## WHAT TO PRODUCE
Each line of the listing that includes the string "Bytes" needs to be located and copied.

RECORD SET Block Start

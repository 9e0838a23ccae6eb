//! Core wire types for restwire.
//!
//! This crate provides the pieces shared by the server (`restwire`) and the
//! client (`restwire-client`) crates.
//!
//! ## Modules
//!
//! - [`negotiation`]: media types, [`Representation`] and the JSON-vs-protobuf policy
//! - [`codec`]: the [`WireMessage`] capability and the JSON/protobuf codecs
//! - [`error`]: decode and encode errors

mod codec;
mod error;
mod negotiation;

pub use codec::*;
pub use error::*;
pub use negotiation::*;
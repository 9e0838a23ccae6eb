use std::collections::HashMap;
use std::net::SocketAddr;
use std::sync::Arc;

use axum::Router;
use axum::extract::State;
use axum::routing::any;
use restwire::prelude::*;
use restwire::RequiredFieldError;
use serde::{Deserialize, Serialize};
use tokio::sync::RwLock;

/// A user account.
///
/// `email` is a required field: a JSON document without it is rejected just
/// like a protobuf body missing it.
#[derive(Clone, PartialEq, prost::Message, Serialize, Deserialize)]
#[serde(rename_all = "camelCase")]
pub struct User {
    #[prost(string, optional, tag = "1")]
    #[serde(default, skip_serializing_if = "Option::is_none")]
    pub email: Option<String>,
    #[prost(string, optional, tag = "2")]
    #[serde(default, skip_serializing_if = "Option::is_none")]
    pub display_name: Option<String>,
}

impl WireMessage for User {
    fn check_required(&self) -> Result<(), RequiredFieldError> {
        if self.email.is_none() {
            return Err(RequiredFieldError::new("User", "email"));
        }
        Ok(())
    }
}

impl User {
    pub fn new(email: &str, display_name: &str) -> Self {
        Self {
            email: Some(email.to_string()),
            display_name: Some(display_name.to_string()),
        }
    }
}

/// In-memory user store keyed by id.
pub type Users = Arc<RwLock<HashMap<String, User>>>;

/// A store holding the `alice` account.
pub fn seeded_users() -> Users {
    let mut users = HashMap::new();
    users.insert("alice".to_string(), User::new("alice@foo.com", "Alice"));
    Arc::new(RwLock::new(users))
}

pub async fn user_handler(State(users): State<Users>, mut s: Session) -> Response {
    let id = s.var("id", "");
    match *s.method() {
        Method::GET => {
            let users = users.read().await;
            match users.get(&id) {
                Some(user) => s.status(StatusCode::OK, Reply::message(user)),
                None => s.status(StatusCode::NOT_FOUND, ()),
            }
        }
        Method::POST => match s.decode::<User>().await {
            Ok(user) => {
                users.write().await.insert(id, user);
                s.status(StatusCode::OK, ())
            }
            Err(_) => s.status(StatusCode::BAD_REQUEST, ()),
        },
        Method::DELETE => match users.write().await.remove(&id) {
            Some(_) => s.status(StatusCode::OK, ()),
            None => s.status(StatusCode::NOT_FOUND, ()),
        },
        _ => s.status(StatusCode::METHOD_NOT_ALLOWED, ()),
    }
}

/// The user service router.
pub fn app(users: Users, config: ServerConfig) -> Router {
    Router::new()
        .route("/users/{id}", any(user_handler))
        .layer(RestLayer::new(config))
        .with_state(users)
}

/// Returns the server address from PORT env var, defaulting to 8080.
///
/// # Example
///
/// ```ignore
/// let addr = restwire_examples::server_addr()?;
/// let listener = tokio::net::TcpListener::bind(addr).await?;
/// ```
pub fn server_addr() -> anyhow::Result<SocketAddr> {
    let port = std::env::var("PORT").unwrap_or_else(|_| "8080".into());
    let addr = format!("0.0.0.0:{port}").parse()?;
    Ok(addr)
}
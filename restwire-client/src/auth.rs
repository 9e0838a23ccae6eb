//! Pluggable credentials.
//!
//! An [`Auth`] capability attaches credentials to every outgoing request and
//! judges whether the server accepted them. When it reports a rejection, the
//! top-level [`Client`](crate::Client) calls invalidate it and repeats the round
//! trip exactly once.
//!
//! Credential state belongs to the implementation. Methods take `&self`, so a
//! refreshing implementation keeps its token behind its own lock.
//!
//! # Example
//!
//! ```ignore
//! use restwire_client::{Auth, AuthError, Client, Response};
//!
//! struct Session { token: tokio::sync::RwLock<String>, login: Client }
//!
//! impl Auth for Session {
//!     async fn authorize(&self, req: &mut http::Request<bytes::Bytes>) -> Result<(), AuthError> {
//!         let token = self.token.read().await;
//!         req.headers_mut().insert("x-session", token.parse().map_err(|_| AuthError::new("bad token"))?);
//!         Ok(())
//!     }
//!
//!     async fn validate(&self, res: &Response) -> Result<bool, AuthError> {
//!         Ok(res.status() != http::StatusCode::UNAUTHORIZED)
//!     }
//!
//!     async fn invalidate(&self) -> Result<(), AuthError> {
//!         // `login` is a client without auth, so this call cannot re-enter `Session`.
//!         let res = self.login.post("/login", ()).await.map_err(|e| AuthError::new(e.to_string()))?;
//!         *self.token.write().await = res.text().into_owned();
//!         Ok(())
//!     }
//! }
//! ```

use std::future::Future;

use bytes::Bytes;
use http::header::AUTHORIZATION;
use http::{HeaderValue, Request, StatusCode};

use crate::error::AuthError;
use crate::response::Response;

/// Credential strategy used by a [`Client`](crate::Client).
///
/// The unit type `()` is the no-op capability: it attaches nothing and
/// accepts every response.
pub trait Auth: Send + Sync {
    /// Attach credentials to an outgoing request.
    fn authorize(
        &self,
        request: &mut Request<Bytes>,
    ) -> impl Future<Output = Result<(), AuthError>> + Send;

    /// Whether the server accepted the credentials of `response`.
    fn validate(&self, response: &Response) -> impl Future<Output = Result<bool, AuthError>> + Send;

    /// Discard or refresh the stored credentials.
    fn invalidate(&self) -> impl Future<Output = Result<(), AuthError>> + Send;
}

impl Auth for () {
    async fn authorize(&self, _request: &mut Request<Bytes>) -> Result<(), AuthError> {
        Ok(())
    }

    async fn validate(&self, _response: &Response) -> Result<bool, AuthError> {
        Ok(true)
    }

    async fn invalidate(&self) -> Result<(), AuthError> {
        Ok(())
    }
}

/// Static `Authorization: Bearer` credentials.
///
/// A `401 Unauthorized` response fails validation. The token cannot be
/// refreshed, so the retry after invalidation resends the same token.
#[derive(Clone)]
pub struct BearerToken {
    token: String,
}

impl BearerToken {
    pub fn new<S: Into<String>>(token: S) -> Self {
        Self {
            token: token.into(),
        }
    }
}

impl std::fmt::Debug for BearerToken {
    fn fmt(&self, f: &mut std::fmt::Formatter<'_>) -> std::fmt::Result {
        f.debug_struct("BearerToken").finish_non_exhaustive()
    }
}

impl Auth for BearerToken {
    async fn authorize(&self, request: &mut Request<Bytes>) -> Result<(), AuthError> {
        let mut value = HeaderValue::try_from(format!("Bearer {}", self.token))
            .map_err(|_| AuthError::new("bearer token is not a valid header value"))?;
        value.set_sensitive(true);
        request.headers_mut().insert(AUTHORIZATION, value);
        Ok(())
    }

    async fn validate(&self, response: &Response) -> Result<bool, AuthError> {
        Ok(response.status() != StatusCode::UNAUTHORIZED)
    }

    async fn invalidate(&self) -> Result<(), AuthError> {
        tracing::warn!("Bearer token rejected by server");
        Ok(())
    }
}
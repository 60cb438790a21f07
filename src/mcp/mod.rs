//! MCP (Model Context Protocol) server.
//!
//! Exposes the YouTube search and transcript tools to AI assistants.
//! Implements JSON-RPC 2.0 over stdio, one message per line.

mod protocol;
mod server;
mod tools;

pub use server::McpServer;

RECORD SET Block End

## ANSWER TO THE PROBLEM
//!     async fn authorize(&self, req: &mut http::Request<bytes::Bytes>) -> Result<(), AuthError> {
use bytes::Bytes;
        request: &mut Request<Bytes>,
    async fn authorize(&self, _request: &mut Request<Bytes>) -> Result<(), AuthError> {
    async fn authorize(&self, request: &mut Request<Bytes>) -> Result<(), AuthError> {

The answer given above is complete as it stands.